Potential audit troubles

"The Big Four accounting firms have said this could result in not getting a clean audit opinion. The bond rating agencies have said this will be a factor in their credit ratings," said a spokesman for GASB in Norwalk, Conn.

"It may or may not be a factor in bond rating," said Douglas Benton, vp and senior credit officer in Moody's Investors Service's Dallas office. "As a rating agency, we don't create or require governments to adhere to any specific accounting principles because we're not a regulatory body behind GASB. We're not like the (Securities and Exchange Commission) where we demand compliance with accounting standards," Mr. Benton said. "However, GASB has become the standard in a lot of states."

Although Standard & Poor's Corp. doesn't specifically require that entities use generally accepted accounting principles, "if you do not follow GAAP accounting, it's a negative credit factor and could adversely affect ratings," said Parry Young, a director in the public finance department at S&P in New York.
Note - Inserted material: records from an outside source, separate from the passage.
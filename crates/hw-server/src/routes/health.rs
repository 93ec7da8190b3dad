//! Liveness check endpoint.

use axum::Json;
use serde::Serialize;

#[derive(Debug, Serialize)]
pub struct HealthResponse {
    pub status: &'static str,
    pub version: &'static str,
}

/// GET /health
pub async fn health_check() -> Json<HealthResponse> {
    Json(HealthResponse {
        status: "healthy",
        version: env!("CARGO_PKG_VERSION"),
    })
}
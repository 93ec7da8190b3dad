//! Request ID middleware.
//!
//! Generates a UUID for each request (or extracts an existing `x-request-id`
//! header), runs the handler inside a tracing span carrying it, and returns
//! it in the response.

use axum::http::{HeaderName, HeaderValue, Request};
use axum::middleware::Next;
use axum::response::Response;
use tracing::Instrument;
use uuid::Uuid;

/// Header name used for the request identifier.
pub static X_REQUEST_ID: HeaderName = HeaderName::from_static("x-request-id");

/// Middleware that generates or extracts a request ID.
pub async fn request_id_middleware(
    request: Request<axum::body::Body>,
    next: Next,
) -> Response {
    let id = request
        .headers()
        .get(&X_REQUEST_ID)
        .and_then(|v| v.to_str().ok())
        .map(String::from)
        .unwrap_or_else(|| Uuid::new_v4().to_string());

    // Handler and error logs are emitted inside this span.
    let span = tracing::info_span!(
        "request",
        request_id = %id,
        method = %request.method(),
        uri = %request.uri(),
    );
    let mut response = next.run(request).instrument(span).await;

    if let Ok(val) = HeaderValue::from_str(&id) {
        response.headers_mut().insert(X_REQUEST_ID.clone(), val);
    }

    response
}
"As a rating agency, we want certain pieces of information, and one thing we would like to know is how well the entity is managing their OPEB liability," added Sherman Myers, a director at S&P in New York.

Indeed, the objective of GASB 45 is to create a uniform way for public entities to report their long-term retiree health liabilities, according to GASB.

"In Texas, they don't want to see these liabilities on their watch. They said that in their own testimony. To us, that will result in flawed information to the public and the public will not get the truth," the GASB spokesman said.

The American Institute of Certified Public Accountants in New York said any public entity that forgoes GASB 45 will receive an adverse opinion stating that their financial statements are not in accordance with GAAP.

"The AICPA's position is that we support GAAP reporting by state and local government entities," said a spokesman for the organization. "We support the GASB, and we always have."

However, "if you begin to pick and choose which accounting principles you like and don't like, then you don't have generally accepted accounting principles," said Relmond Van Daniker, executive director of the Alexandria, Va.-based Assn. of Government Accountants, which also has come out against the Texas legislation.

Several public entity benefit managers also criticized the Texas action.

"Everybody keeps saying GASB 45 is not binding. On the other hand, I can assure you that the bond rating agencies are going to want to look at retiree health liabilities," said Darrell Wells, director of risk management for Odessa, Texas, who also is in charge of the city's health benefit program for active and retired employees.

"They know this is going to be a huge number. They know there will be back scatter from the media and citizens" and financial markets if the liabilities are reported, and they are significant, Mr. Wells said. "The Legislature would be asked to put in large amounts of money to fund retiree health," he said. "But there's not enough money to go around."

Paul Hackleman, benefits manager for San Mateo County, Calif., said Texas public entities that opt out of GASB 45 "are going to find themselves at some financial disadvantage in terms of either money that they're borrowing or bonds that they're trying to float or anything where they're trying to get money from creditors."

Will other states follow suit?

But Rep. Truitt doesn't expect such repercussions.

"We don't believe it will affect the state's bond rating," she said. "The issue is creditworthiness and the key is making all the information necessary available to those who need it to determine creditworthiness, and the legislation we passed does that. It's not that we're not offering full disclosure. We will offer full disclosure. We just won't do it as a liability."

As far as the Texas rebellion against GASB, Rep. Truitt said she expects other states to join Texas and she is preparing a presentation for the this year's annual meeting of the National Conference of State Legislatures.

"Other states are interested in finding out what Texas did," said Arturo Perez, fiscal analyst for the Denver-based NCSL. "It's possible they may take actions."